'Butterflies and other insects', Jan Van KesselJan van Kessel/fitzwilliam museum

As you walk in, go through the Impressionist room, then down the Renaissance corridor, past the Old Dutch masters and you’re there. Tucked away in the Shiba room is the latest Fitzwilliam Museum exhibition on botanical art, a small space that possibly befits the generally dismissive view of this particular genre. The works are rather misleading in their apparent banality and unassuming nature - no pun intended - compared to the oil canvases of the Jan Brueghel father and son duo but the story the exhibits tell, collectively, is one of adventure.

Disclaimer: there are very few introductory words as you step into the Crawling with Life exhibition, and quite disappointingly the curators have not made an overarching link between the works that would reveal some secret or other of the artistic genius. I would say that the exhibition taps into a 17th-century European mania for collecting, travelling and dissecting (see also: The Anatomy Lesson by Rembrandt). Most paintings and etchings on display were done by North-European artists, which goes to show the importance of colonialism for the development of the botanical illustration genre, as well as the growing trade links between continents as some of the etchings were done after the importation of exotic flowers from distant countries began.

Prized possessions, these works feature minute detailing and vibrant pigments. Jan van Huysum’s busy vase compositions are just what you’d expect to find in Dutch art of the time: a plant encyclopaedia’s worth of different flowers, glistening water droplets and insects galore, most of them outlined or even entirely painted with a single-haired brush. Refreshingly organic, the works in Crawling with Life lack the suffocating veneer of their more valuable contemporaries, having usually been painted on vellum or a fibrose type of paper with watercolour, befitting their subject matter and showing signs of their venerable age in the form of crumples and smudges where the artist’s hand rested in the process.

Much like a #nature Instagram post, the works have a varying degree of verisimilitude; Thomas Robins the Younger stands out due to his attempt at a faded landscape in the background of a frangipani flower being circled by a butterfly while Wenceslaus Hollar’s prints are decidedly scientific and two-dimensional. Walking around, you get the sense that the painters are trying to be artistically virtuous as well as true to a subject matter that can often be imperfect due to its natural creator. An example of this is the carnivorous plants which were of particular interest to botanical illustrators for obvious reasons. Georg Dionysius Ehret’s “textbook perfect” drawings focus on these beautifully disguised traps whose apparent beauty gives no clue of their trickery. It really is like an allegorical representation of the century’s obsession with fatal attraction or tragic death, featuring in many novels or works of art of the 1700s and 1800s and of pretty much every century ever since, meaning that the botanical illustrations are still very relevant today.
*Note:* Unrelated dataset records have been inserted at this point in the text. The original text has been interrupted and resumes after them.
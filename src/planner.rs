// Copyright 2023 Remi Bernotavicius

use crate::access::EditorCapability;
use crate::aggregate::Week;
use crate::database::models::{MealSlot, RecipeHandle, RecipeId};
use crate::database::{self, query};
use diesel::prelude::Connection as _;
use std::collections::HashMap;

/// The recipes planned for each day and slot of one week.
pub struct WeekGrid {
    week: Week,
    cells: HashMap<(chrono::NaiveDate, MealSlot), RecipeHandle>,
}

impl WeekGrid {
    pub fn week(&self) -> Week {
        self.week
    }

    pub fn get(&self, day: chrono::NaiveDate, slot: MealSlot) -> Option<&RecipeHandle> {
        self.cells.get(&(day, slot))
    }

    pub fn is_empty(&self) -> bool {
        self.cells.is_empty()
    }

    pub fn len(&self) -> usize {
        self.cells.len()
    }
}

pub fn load_week(conn: &mut database::Connection, week: Week) -> database::Result<WeekGrid> {
    let cells = query::get_plan_range(conn, week.start(), week.end())?
        .into_iter()
        .filter_map(|meal| Some(((meal.day, meal.slot), meal.recipe()?)))
        .collect();
    Ok(WeekGrid { week, cells })
}

/// Saves the choice for one cell straight away. `None` empties the cell.
pub fn assign(
    conn: &mut database::Connection,
    _editor: &EditorCapability,
    day: chrono::NaiveDate,
    slot: MealSlot,
    recipe: Option<RecipeId>,
) -> database::Result<()> {
    log::debug!("planning {recipe:?} for {slot} on {day}");
    query::save_meal_plan_entry(conn, day, slot, recipe)
}

#[derive(Debug, Copy, Clone, PartialEq, Eq)]
pub enum CopyOutcome {
    Copied(usize),
    TargetNotEmpty,
    NothingToCopy,
}

impl CopyOutcome {
    pub fn message(&self) -> String {
        match self {
            Self::Copied(1) => "Copied 1 meal to next week".into(),
            Self::Copied(n) => format!("Copied {n} meals to next week"),
            Self::TargetNotEmpty => {
                "Next week already has meals planned, nothing was copied. \
                Clear next week first to copy this one over it."
                    .into()
            }
            Self::NothingToCopy => "There is nothing planned this week to copy".into(),
        }
    }
}

/// Copies every planned meal of `week` exactly seven days forward, but only when the following
/// week has nothing planned yet. Either every meal is copied or none is.
pub fn copy_week_forward(
    conn: &mut database::Connection,
    _editor: &EditorCapability,
    week: Week,
) -> database::Result<CopyOutcome> {
    conn.transaction::<_, database::Error, _>(|conn| {
        let target = week.next();
        let target_planned = query::get_plan_range(conn, target.start(), target.end())?
            .iter()
            .any(|meal| meal.recipe_id.is_some());
        if target_planned {
            log::info!("not copying week of {}, target week is not empty", week.start());
            return Ok(CopyOutcome::TargetNotEmpty);
        }

        let mut copied = 0;
        for meal in query::get_plan_range(conn, week.start(), week.end())? {
            if let Some(recipe) = meal.recipe_id {
                let day = meal.day + chrono::Days::new(7);
                query::save_meal_plan_entry(conn, day, meal.slot, Some(recipe))?;
                copied += 1;
            }
        }

        if copied == 0 {
            Ok(CopyOutcome::NothingToCopy)
        } else {
            log::info!("copied {copied} meals from week of {}", week.start());
            Ok(CopyOutcome::Copied(copied))
        }
    })
}

#[cfg(test)]
fn date(s: &str) -> chrono::NaiveDate {
    s.parse().unwrap()
}

#[test]
fn assign_and_load() {
    let editor = crate::access::test_editor();
    let mut conn = database::establish_in_memory();
    let soup = query::create_recipe(&mut conn, "Soup", &[]).unwrap();
    let week = Week::containing(date("2024-01-03"));

    assign(&mut conn, &editor, date("2024-01-02"), MealSlot::Dinner, Some(soup)).unwrap();
    assign(&mut conn, &editor, date("2024-01-04"), MealSlot::Lunch, Some(soup)).unwrap();
    assign(&mut conn, &editor, date("2024-01-04"), MealSlot::Lunch, None).unwrap();

    let grid = load_week(&mut conn, week).unwrap();
    assert_eq!(grid.week(), week);
    assert_eq!(grid.len(), 1);
    assert_eq!(
        grid.get(date("2024-01-02"), MealSlot::Dinner)
            .map(|r| r.name.as_str()),
        Some("Soup")
    );
    assert!(grid.get(date("2024-01-04"), MealSlot::Lunch).is_none());
}

#[test]
fn copy_week_forward_into_empty_week() {
    let editor = crate::access::test_editor();
    let mut conn = database::establish_in_memory();
    let omelette = query::create_recipe(&mut conn, "Omelette", &[]).unwrap();
    let soup = query::create_recipe(&mut conn, "Soup", &[]).unwrap();
    let week = Week::containing(date("2024-01-01"));

    assign(&mut conn, &editor, date("2024-01-01"), MealSlot::Breakfast, Some(omelette)).unwrap();
    assign(&mut conn, &editor, date("2024-01-07"), MealSlot::Dinner, Some(soup)).unwrap();
    assign(&mut conn, &editor, date("2024-01-03"), MealSlot::Lunch, None).unwrap();

    let outcome = copy_week_forward(&mut conn, &editor, week).unwrap();
    assert_eq!(outcome, CopyOutcome::Copied(2));

    let next = load_week(&mut conn, week.next()).unwrap();
    assert_eq!(next.len(), 2);
    assert_eq!(
        next.get(date("2024-01-08"), MealSlot::Breakfast)
            .map(|r| r.id),
        Some(omelette)
    );
    assert_eq!(
        next.get(date("2024-01-14"), MealSlot::Dinner).map(|r| r.id),
        Some(soup)
    );
}

#[test]
fn copy_week_forward_refuses_non_empty_target() {
    let editor = crate::access::test_editor();
    let mut conn = database::establish_in_memory();
    let omelette = query::create_recipe(&mut conn, "Omelette", &[]).unwrap();
    let soup = query::create_recipe(&mut conn, "Soup", &[]).unwrap();
    let week = Week::containing(date("2024-01-01"));

    assign(&mut conn, &editor, date("2024-01-01"), MealSlot::Breakfast, Some(omelette)).unwrap();
    assign(&mut conn, &editor, date("2024-01-02"), MealSlot::Lunch, Some(omelette)).unwrap();
    assign(&mut conn, &editor, date("2024-01-09"), MealSlot::Dinner, Some(soup)).unwrap();

    let before = query::get_plan_range(&mut conn, date("2024-01-08"), date("2024-01-14")).unwrap();
    let outcome = copy_week_forward(&mut conn, &editor, week).unwrap();
    assert_eq!(outcome, CopyOutcome::TargetNotEmpty);
    let after = query::get_plan_range(&mut conn, date("2024-01-08"), date("2024-01-14")).unwrap();
    assert_eq!(before, after);
}

#[test]
fn copy_empty_week() {
    let editor = crate::access::test_editor();
    let mut conn = database::establish_in_memory();
    let week = Week::containing(date("2024-01-01"));

    assert_eq!(
        copy_week_forward(&mut conn, &editor, week).unwrap(),
        CopyOutcome::NothingToCopy
    );
    assert!(load_week(&mut conn, week.next()).unwrap().is_empty());
}

#[test]
fn copy_over_emptied_cells() {
    let editor = crate::access::test_editor();
    let mut conn = database::establish_in_memory();
    let soup = query::create_recipe(&mut conn, "Soup", &[]).unwrap();
    let week = Week::containing(date("2024-01-01"));

    assign(&mut conn, &editor, date("2024-01-01"), MealSlot::Dinner, Some(soup)).unwrap();
    assign(&mut conn, &editor, date("2024-01-08"), MealSlot::Dinner, None).unwrap();

    assert_eq!(
        copy_week_forward(&mut conn, &editor, week).unwrap(),
        CopyOutcome::Copied(1)
    );
    let next = load_week(&mut conn, week.next()).unwrap();
    assert_eq!(
        next.get(date("2024-01-08"), MealSlot::Dinner).map(|r| r.id),
        Some(soup)
    );
}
If history, love and death haven’t so far tickled your fancy, feminism must. The genre was largely seen as the only acceptable mainstream form of art with which women could engage liberally, which is why almost half of the exhibits were created by women.

Viewpoints can differ; some see this as an oppression of the female artist, bound to slave over microscopic detail that no-one would notice while others regard the attention to detail and graceful execution by a woman’s hand as superior to their male equivalent - just one close inspection of Barbara Dietzsch’s textural tour de force is enough to prove that.

Although probably not the highlight of the Fitzwilliam Museum’s calendar, Crawling with Life is nonetheless a great introduction to a popular genre of the 17th century and the way it so artistically discloses nature’s secrets. Did I forget to mention the huge taxidermic butterfly and beetle?!